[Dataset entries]

//! Tests for the streaming unique counter

use async_trait::async_trait;
use docket_stats::{
    count_unique_json, CountOptions, DocketStatsError, ListingPage, MemoryListing, NoProgress,
    ObjectListing, Progress, Result,
};

/// Progress sink that records every call.
#[derive(Debug, Default)]
struct RecordingProgress {
    total: Option<u64>,
    position: u64,
    increments: usize,
    finished: usize,
}

impl Progress for RecordingProgress {
    fn set_total(&mut self, total: u64) {
        self.total = Some(total);
    }

    fn increment(&mut self, delta: u64) {
        self.position += delta;
        self.increments += 1;
    }

    fn finish(&mut self) {
        self.finished += 1;
    }
}

/// Listing that counts page requests and fails on a chosen page.
struct ScriptedListing {
    pages: Vec<Vec<String>>,
    served: usize,
    fail_on: Option<usize>,
}

impl ScriptedListing {
    fn new(pages: Vec<Vec<&str>>) -> Self {
        Self {
            pages: pages
                .into_iter()
                .map(|p| p.into_iter().map(String::from).collect())
                .collect(),
            served: 0,
            fail_on: None,
        }
    }

    fn failing_on(mut self, page: usize) -> Self {
        self.fail_on = Some(page);
        self
    }
}

#[async_trait]
impl ObjectListing for ScriptedListing {
    async fn next_page(&mut self) -> Result<ListingPage> {
        if self.fail_on == Some(self.served) {
            return Err(DocketStatsError::Listing("connection reset".to_string()));
        }
        assert!(
            self.served < self.pages.len().max(1),
            "page requested after the last page"
        );
        let keys = self.pages.get(self.served).cloned().unwrap_or_default();
        self.served += 1;
        Ok(ListingPage {
            keys,
            has_more: self.served < self.pages.len(),
        })
    }
}

#[tokio::test]
async fn test_versioned_names_count_once() -> Result<()> {
    let mut listing = MemoryListing::new(vec![vec!["a.json", "a(1).json", "b.json"]]);
    let count = count_unique_json(&mut listing, CountOptions::default(), &mut NoProgress).await?;
    assert_eq!(count, 2);
    Ok(())
}

#[tokio::test]
async fn test_empty_listing() -> Result<()> {
    let mut listing = ScriptedListing::new(vec![]);
    let count = count_unique_json(&mut listing, CountOptions::default(), &mut NoProgress).await?;
    assert_eq!(count, 0);
    assert_eq!(listing.served, 1);
    Ok(())
}

#[tokio::test]
async fn test_all_pages_consumed() -> Result<()> {
    let pages: Vec<Vec<String>> = (0..7)
        .map(|p| (0..3).map(|i| format!("raw/c/doc-{p}-{i}.json")).collect())
        .collect();
    let mut listing = ScriptedListing {
        pages,
        served: 0,
        fail_on: None,
    };

    let count = count_unique_json(&mut listing, CountOptions::default(), &mut NoProgress).await?;

    assert_eq!(listing.served, 7);
    assert_eq!(count, 21);
    Ok(())
}

#[tokio::test]
async fn test_progress_counts_new_names_only() -> Result<()> {
    let mut listing = ScriptedListing::new(vec![
        vec!["c/x.json", "c/x(1).json", "c/y.json"],
        vec!["c/x(2)(3).json", "c/z.json", "c/readme.txt"],
    ]);
    let mut progress = RecordingProgress::default();

    let count = count_unique_json(&mut listing, CountOptions::with_progress(5), &mut progress).await?;

    assert_eq!(count, 3);
    assert_eq!(progress.total, Some(5));
    assert_eq!(progress.position, 3);
    assert_eq!(progress.increments, 3);
    assert_eq!(progress.finished, 1);
    Ok(())
}

#[tokio::test]
async fn test_progress_may_overshoot_expected_total() -> Result<()> {
    let mut listing = MemoryListing::new(vec![vec!["a.json", "b.json", "c.json"]]);
    let mut progress = RecordingProgress::default();

    let count = count_unique_json(&mut listing, CountOptions::with_progress(2), &mut progress).await?;

    assert_eq!(count, 3);
    assert_eq!(progress.position, 3);
    assert_eq!(progress.finished, 1);
    Ok(())
}

#[tokio::test]
async fn test_progress_disabled() -> Result<()> {
    let mut progress = RecordingProgress::default();

    let mut listing = MemoryListing::new(vec![vec!["a.json"]]);
    let options = CountOptions {
        expected_total: Some(10),
        show_progress: false,
    };
    count_unique_json(&mut listing, options, &mut progress).await?;

    // a zero expected total also leaves the indicator untouched
    let mut listing = MemoryListing::new(vec![vec!["a.json"]]);
    count_unique_json(&mut listing, CountOptions::with_progress(0), &mut progress).await?;

    assert_eq!(progress.total, None);
    assert_eq!(progress.increments, 0);
    assert_eq!(progress.finished, 0);
    Ok(())
}

#[tokio::test]
async fn test_listing_error_propagates() {
    let mut listing = ScriptedListing::new(vec![vec!["a.json"], vec!["b.json"]]).failing_on(1);
    let mut progress = RecordingProgress::default();

    let err = count_unique_json(&mut listing, CountOptions::with_progress(2), &mut progress)
        .await
        .unwrap_err();

    assert!(matches!(err, DocketStatsError::Listing(_)));
    assert_eq!(progress.position, 1);
    assert_eq!(progress.finished, 1);
}
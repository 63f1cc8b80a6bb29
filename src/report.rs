//! Store-versus-API comparison for one docket.

use crate::api::RecordCounts;
use crate::counter::{count_unique_json, CountOptions};
use crate::error::Result;
use crate::listing::ListingSource;
use crate::progress::{NoProgress, Progress};
use std::fmt;
use tracing::{debug, info};

/// Line printed before any work starts.
pub const GATHERING_MESSAGE: &str =
    "Gathering information (this may take a while for large dockets)...";

/// Archived sub-resources of a docket, in report order.
#[derive(Debug, Clone, Copy, PartialEq, Eq, Hash)]
pub enum SubResource {
    Docket,
    Documents,
    Comments,
}

impl SubResource {
    /// All sub-resources in the fixed processing and report order.
    pub const ALL: [SubResource; 3] = [
        SubResource::Docket,
        SubResource::Documents,
        SubResource::Comments,
    ];

    /// Directory name in the archive.
    pub fn as_str(self) -> &'static str {
        match self {
            SubResource::Docket => "docket",
            SubResource::Documents => "documents",
            SubResource::Comments => "comments",
        }
    }

    /// Capitalized name used in the report.
    pub fn label(self) -> &'static str {
        match self {
            SubResource::Docket => "Docket",
            SubResource::Documents => "Documents",
            SubResource::Comments => "Comments",
        }
    }
}

/// Agency part of a docket identifier (text before the first `-`).
pub fn org_from_docket_id(docket_id: &str) -> &str {
    docket_id.split('-').next().unwrap_or(docket_id)
}

/// Archive prefix holding one sub-resource of a docket.
pub fn store_prefix(docket_id: &str, sub: SubResource) -> String {
    format!(
        "raw-data/{}/{}/text-{}/{}/",
        org_from_docket_id(docket_id),
        docket_id,
        docket_id,
        sub.as_str()
    )
}

/// Store and API counts for one sub-resource.
#[derive(Debug, Clone, Copy, PartialEq, Eq)]
pub struct Comparison {
    pub sub: SubResource,
    pub store_count: u64,
    pub api_count: u64,
}

impl Comparison {
    /// Records the API knows about that the archive lacks.
    pub fn missing(&self) -> u64 {
        self.api_count.saturating_sub(self.store_count)
    }
}

impl fmt::Display for Comparison {
    fn fmt(&self, f: &mut fmt::Formatter<'_>) -> fmt::Result {
        write!(
            f,
            "{} JSON files (S3/API): {}/{}",
            self.sub.label(),
            self.store_count,
            self.api_count
        )
    }
}

/// Full comparison for one docket.
#[derive(Debug, Clone, PartialEq, Eq)]
pub struct Report {
    pub docket_id: String,
    pub title: Option<String>,
    /// One entry per sub-resource, in [`SubResource::ALL`] order
    pub comparisons: Vec<Comparison>,
}

impl Report {
    /// Comparison for one sub-resource.
    pub fn get(&self, sub: SubResource) -> Option<&Comparison> {
        self.comparisons.iter().find(|c| c.sub == sub)
    }

    /// Whether the archive holds at least as many records as the API reports
    /// for every sub-resource.
    pub fn is_complete(&self) -> bool {
        self.comparisons.iter().all(|c| c.missing() == 0)
    }
}

impl fmt::Display for Report {
    fn fmt(&self, f: &mut fmt::Formatter<'_>) -> fmt::Result {
        writeln!(f, "Docket ID: {}", self.docket_id)?;
        writeln!(f, "Docket Title: {}", self.title.as_deref().unwrap_or("N/A"))?;
        for comparison in &self.comparisons {
            writeln!(f, "{comparison}")?;
        }
        Ok(())
    }
}

/// Pairs archive counts with record API counts.
pub struct Reconciler<'a, A, S> {
    api: &'a A,
    store: &'a S,
}

impl<'a, A, S> Reconciler<'a, A, S>
where
    A: RecordCounts,
    S: ListingSource,
{
    pub fn new(api: &'a A, store: &'a S) -> Self {
        Self { api, store }
    }

    /// Build the report for `docket_id`.
    ///
    /// API counts are fetched first, then each sub-resource prefix is listed
    /// in order. `comments_progress` is driven only while listing comments.
    /// Any failure aborts the whole run.
    pub async fn run(
        &self,
        docket_id: &str,
        comments_progress: &mut dyn Progress,
    ) -> Result<Report> {
        let docket = self.api.docket(docket_id).await?;
        let documents_total = self.api.documents_total(docket_id).await?;
        let comments_total = self.api.comments_total(docket_id).await?;
        info!(docket_id, documents_total, comments_total, "fetched API counts");

        let mut comparisons = Vec::with_capacity(SubResource::ALL.len());
        for sub in SubResource::ALL {
            let prefix = store_prefix(docket_id, sub);
            let mut listing = self.store.list(&prefix);

            let store_count = match sub {
                SubResource::Comments => {
                    count_unique_json(
                        &mut listing,
                        CountOptions::with_progress(comments_total),
                        comments_progress,
                    )
                    .await?
                }
                _ => count_unique_json(&mut listing, CountOptions::default(), &mut NoProgress)
                    .await?,
            };
            debug!(%prefix, store_count, "counted unique JSON files");

            let api_count = match sub {
                SubResource::Docket => 1,
                SubResource::Documents => documents_total,
                SubResource::Comments => comments_total,
            };

            comparisons.push(Comparison {
                sub,
                store_count: store_count as u64,
                api_count,
            });
        }

        Ok(Report {
            docket_id: docket_id.to_string(),
            title: docket.title,
            comparisons,
        })
    }
}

WHAT YOU HAVE TO DO: Please output an exact copy of the lines above, from the opening line of the data down to the line that contains "fn new(pages: Vec<Vec<&str>>)".

TASK SOLUTION:
//! Tests for the streaming unique counter

use async_trait::async_trait;
use docket_stats::{
    count_unique_json, CountOptions, DocketStatsError, ListingPage, MemoryListing, NoProgress,
    ObjectListing, Progress, Result,
};

/// Progress sink that records every call.
#[derive(Debug, Default)]
struct RecordingProgress {
    total: Option<u64>,
    position: u64,
    increments: usize,
    finished: usize,
}

impl Progress for RecordingProgress {
    fn set_total(&mut self, total: u64) {
        self.total = Some(total);
    }

    fn increment(&mut self, delta: u64) {
        self.position += delta;
        self.increments += 1;
    }

    fn finish(&mut self) {
        self.finished += 1;
    }
}

/// Listing that counts page requests and fails on a chosen page.
struct ScriptedListing {
    pages: Vec<Vec<String>>,
    served: usize,
    fail_on: Option<usize>,
}

impl ScriptedListing {
    fn new(pages: Vec<Vec<&str>>) -> Self {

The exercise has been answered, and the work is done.